DOHA (Reuters) - Yemeni army units backed by an Arab coalition attacked positions held by Houthi rebels in a strategic province east of the capital on Wednesday, a day after a U.N. envoy delivered a peace proposal to the Iran-allied fighters that control Sanaa.
A three-day ceasefire aimed at paving the way for a political settlement to Yemen's turmoil collapsed this week, and renewed fighting is threatening U.N. efforts to end a 19-month war that has left millions in the Arabian peninsula's poorest country malnourished to the point of starvation.
A Saudi-led coalition launched an offensive in March last year aimed at restoring exiled president Abd-Rabbu Mansour Hadi to power and ousting the Iran-allied Houthis from their strongholds.
Yemeni forces fired artillery and dislodged Houthi fighters from towns in Marib province east of Sanaa on Wednesday, said Saudi state news agency SPA.

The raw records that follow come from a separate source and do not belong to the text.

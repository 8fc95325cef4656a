// ABOUTME: Binary entry point for the promptforge CLI
// ABOUTME: Parses arguments, loads configuration, and runs the application

use anyhow::Result;
use promptforge::cli::{App, Args};

fn main() -> Result<()> {
    let args = Args::parse_args();
    let mut app = App::from_args(&args)?;

    app.run(args)?;

    Ok(())
}
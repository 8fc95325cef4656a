// ABOUTME: Command implementations for the promptforge CLI
// ABOUTME: Handles render, list, show, vars, and validate commands

use anyhow::Result;
use std::path::{Path, PathBuf};
use tracing::info;

use super::args::Args;
use super::config::Config;
use crate::catalog::{Catalog, CatalogValidator};
use crate::session::Session;
use crate::template::{DelimiterStyle, TemplateEngine, VariableSchema};

/// Options for the render command, collected from CLI arguments.
pub struct RenderOptions {
    pub template: Option<PathBuf>,
    pub catalog: Option<PathBuf>,
    pub tool: Option<String>,
    pub role: Option<String>,
    pub vars: Vec<String>,
    pub selects: Vec<String>,
    pub toggles: Vec<String>,
    pub syntax: Option<DelimiterStyle>,
    pub output: Option<PathBuf>,
}

/// Render a free-form template or a catalog role
pub fn render(options: RenderOptions, config: &Config) -> Result<()> {
    let mut session = open_session(&options, config)?;

    for (name, value) in Args::parse_pairs(&options.vars)? {
        session.set_text(&name, value)?;
    }
    for (name, option) in Args::parse_pairs(&options.selects)? {
        session.set_choice(&name, option)?;
    }
    for (name, option) in Args::parse_pairs(&options.toggles)? {
        session.toggle(&name, option)?;
    }

    let rendered = session.render();

    match options.output {
        Some(path) => {
            std::fs::write(&path, &rendered).map_err(|e| {
                anyhow::anyhow!("Failed to write output file '{}': {}", path.display(), e)
            })?;
            info!("Rendered output written to: {}", path.display());
        }
        None => println!("{}", rendered),
    }

    Ok(())
}

/// Build the session the render command operates on: either a catalog role
/// or a free-form template file.
fn open_session(options: &RenderOptions, config: &Config) -> Result<Session> {
    let catalog_path = options
        .catalog
        .clone()
        .or_else(|| config.default_catalog.clone());

    if options.tool.is_some() || options.role.is_some() {
        let Some(path) = catalog_path else {
            return Err(anyhow::anyhow!(
                "--tool/--role require a catalog (pass --catalog or set default_catalog)"
            ));
        };
        let catalog = load_catalog(&path)?;

        let tool = match &options.tool {
            Some(name) => catalog.get_tool(name).ok_or_else(|| {
                anyhow::anyhow!(
                    "Unknown tool '{}'. Available tools: {}",
                    name,
                    catalog.tool_names().join(", ")
                )
            })?,
            None => &catalog.tools[0],
        };

        let (role_name, role) = match &options.role {
            Some(name) => (
                name.as_str(),
                tool.roles.get(name).ok_or_else(|| {
                    anyhow::anyhow!(
                        "Unknown role '{}' in tool '{}'. Available roles: {}",
                        name,
                        tool.name,
                        tool.role_names().join(", ")
                    )
                })?,
            ),
            None => {
                let (name, role) = tool
                    .roles
                    .first()
                    .ok_or_else(|| anyhow::anyhow!("Tool '{}' has no roles", tool.name))?;
                (name.as_str(), role)
            }
        };

        info!("Rendering role '{}' from tool '{}'", role_name, tool.name);
        return Ok(Session::for_role(role));
    }

    let Some(template_path) = &options.template else {
        return Err(anyhow::anyhow!(
            "Either a template file or --catalog with --tool/--role is required"
        ));
    };
    let template = std::fs::read_to_string(template_path).map_err(|e| {
        anyhow::anyhow!(
            "Failed to read template file '{}': {}",
            template_path.display(),
            e
        )
    })?;
    let syntax = options.syntax.unwrap_or(config.syntax);

    info!(
        "Rendering free-form template: {} ({} syntax)",
        template_path.display(),
        syntax
    );
    Ok(Session::new(template, VariableSchema::new(), syntax))
}

/// List the tools and roles a catalog provides
pub fn list_catalog(catalog_path: PathBuf, _config: &Config) -> Result<()> {
    let catalog = load_catalog(&catalog_path)?;

    for tool in &catalog.tools {
        println!("{}", tool.name);
        if let Some(ref description) = tool.description {
            println!("  {}", description);
        }
        for (role_name, role) in &tool.roles {
            if role.description.is_empty() {
                println!("  - {}", role_name);
            } else {
                println!("  - {}: {}", role_name, role.description);
            }
        }
    }

    Ok(())
}

/// Show one role's description, template, and variables
pub fn show_role(
    catalog_path: PathBuf,
    tool_name: String,
    role_name: String,
    _config: &Config,
) -> Result<()> {
    let catalog = load_catalog(&catalog_path)?;
    let role = catalog.get_role(&tool_name, &role_name)?;
    let schema = role.schema();

    println!("Tool: {}", tool_name);
    println!("Role: {}", role_name);
    if !role.description.is_empty() {
        println!("Description: {}", role.description);
    }
    println!("Syntax: {}", role.syntax);
    println!();
    println!("Template:");
    for line in role.template.lines() {
        println!("  {}", line);
    }
    println!();
    println!("Variables:");
    let placeholders = TemplateEngine::new(role.syntax).extract(&role.template);
    for name in &placeholders {
        print_variable(&schema, name, "");
    }
    // Schema entries the template never references still belong to the role
    for (name, _) in schema.iter() {
        if !placeholders.iter().any(|placeholder| placeholder == name) {
            print_variable(&schema, name, " [unreferenced]");
        }
    }

    Ok(())
}

fn print_variable(schema: &VariableSchema, name: &str, note: &str) {
    let kind = schema.resolve_kind(name);
    let options = schema.options(name);
    if options.is_empty() {
        println!("  {} ({}){}", name, kind, note);
    } else {
        println!("  {} ({}): {}{}", name, kind, options.join(", "), note);
    }
}

/// Extract placeholder names from a template file
pub fn extract_vars(
    template_path: PathBuf,
    syntax: Option<DelimiterStyle>,
    config: &Config,
) -> Result<()> {
    let template = std::fs::read_to_string(&template_path).map_err(|e| {
        anyhow::anyhow!(
            "Failed to read template file '{}': {}",
            template_path.display(),
            e
        )
    })?;

    let engine = TemplateEngine::new(syntax.unwrap_or(config.syntax));
    for name in engine.extract(&template) {
        println!("{}", name);
    }

    Ok(())
}

/// Validate a catalog file and print a report
pub fn validate_catalog(catalog_path: PathBuf, _config: &Config) -> Result<()> {
    info!("Validating catalog: {}", catalog_path.display());

    let content = std::fs::read_to_string(&catalog_path)?;
    let catalog = match catalog_path.extension().and_then(|ext| ext.to_str()) {
        Some("json") => serde_json::from_str::<Catalog>(&content)
            .map_err(|e| anyhow::anyhow!("Failed to parse catalog: {}", e))?,
        _ => serde_yaml::from_str::<Catalog>(&content)
            .map_err(|e| anyhow::anyhow!("Failed to parse catalog: {}", e))?,
    };

    let report = CatalogValidator::new().validate(&catalog);

    for warning in &report.warnings {
        println!("warning: {}", warning);
    }
    for error in &report.errors {
        println!("error: {}", error);
    }

    if report.is_valid {
        println!(
            "✓ Catalog is valid ({} tools, {} warnings)",
            catalog.tools.len(),
            report.warnings.len()
        );
        Ok(())
    } else {
        Err(anyhow::anyhow!(
            "Catalog validation failed with {} errors",
            report.errors.len()
        ))
    }
}

fn load_catalog(path: &Path) -> Result<Catalog> {
    Catalog::from_file(path)
        .map_err(|e| anyhow::anyhow!("Failed to load catalog '{}': {}", path.display(), e))
}
//! Error taxonomy
//!
//! Only [`SessionError`] is fatal to a session. Channel and tool failures are
//! turned into observations before they reach the loop; resolution failures
//! abort the chain being resolved and nothing else.

use std::time::Duration;

use llm_core::LlmError;
use thiserror::Error;

/// Failure of the RPC channel itself, as opposed to a peer-reported failure
#[derive(Debug, Error)]
pub enum ChannelError {
    #[error("Timeout waiting for peer response (waited {}s)\n--- peer log ---\n{log_tail}", .waited.as_secs())]
    Timeout { waited: Duration, log_tail: String },

    #[error("Invalid peer response: {reason} | raw content: {raw}\n--- peer log ---\n{log_tail}")]
    Malformed {
        reason: String,
        raw: String,
        log_tail: String,
    },

    #[error("Peer file-system error: {0}")]
    Peer(String),

    #[error("Invalid command: {0}")]
    InvalidCommand(String),
}

/// Failure to expand a unit's dependency chain
#[derive(Debug, Clone, PartialEq, Eq, Error)]
pub enum ResolveError {
    #[error("Circular dependency detected: {}", .cycle.join(" -> "))]
    CircularDependency { cycle: Vec<String> },

    #[error("Dependency not found: {0}")]
    NotFound(String),

    #[error("Failed to load unit {id}: {reason}")]
    Store { id: String, reason: String },
}

/// Fatal session failures
#[derive(Debug, Clone, Error)]
pub enum SessionError {
    #[error("Token budget exceeded: {0}")]
    TokenBudgetExceeded(String),

    #[error("Peer provisioning failed: {0}")]
    PeerProvisioning(String),

    #[error("LLM request failed: {0}")]
    Llm(String),
}

impl From<LlmError> for SessionError {
    fn from(err: LlmError) -> Self {
        match err {
            LlmError::TokenLimitExceeded { .. } => SessionError::TokenBudgetExceeded(err.to_string()),
            other => SessionError::Llm(other.to_string()),
        }
    }
}

/// Control-plane operation rejected
#[derive(Debug, Clone, PartialEq, Eq, Error)]
pub enum ControlError {
    #[error("Session not found: {0}")]
    NotFound(String),

    #[error("Session {0} is not running")]
    NotRunning(String),
}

The Houthi group, who have controlled much of the north of the country since they ousted Hadi in 2015, said Saudi jets hit an ice factory near the port city of Mocha and houses and farms in the Serwah district of Marib on Tuesday night.
A spokesman for the Saudi-led coalition was not immediately available to comment.
Capturing Marib, the home of an ancient dam referenced in Islamic history, is important for the Saudi-led Arab coalition which aims to counter the influence of Persian-speaking Iran.
The loyalties of the province are divided: Most of its well-armed clans are now allies of the Gulf states. But the Houthis, mostly members of Yemen's Zaydi Shi'ite sect which is distinct from Iran's version of Shi'ite Islam, and army units loyal to former president Ali Abdullah Saleh, also have friends there.
U.N. special envoy Ismail Ould Cheikh visited Sanaa and presented the Houthis and their allies, the party of Saleh, with a roadmap addressing "security and political arrangements", the United Nations said on Tuesday, calling on both sides to extend the three-day ceasefire and allow humanitarian aid into the country.
The Houthis said they would study the proposals.
Rajeh Badi, a spokesman for Hadi's government, told Reuters that any peace proposal must conform to previous plans for Yemen's political future: a 2011 Gulf initiative which eased Saleh from power, a 2014 national dialogue conference among political factions and a 2015 U.N. Security Council resolution calling for the Houthis to disarm and quit major cities.
"Any vision must conform to the three references," Badi said. "The government has not received any plan from the U.N. envoy or the U.N. yet."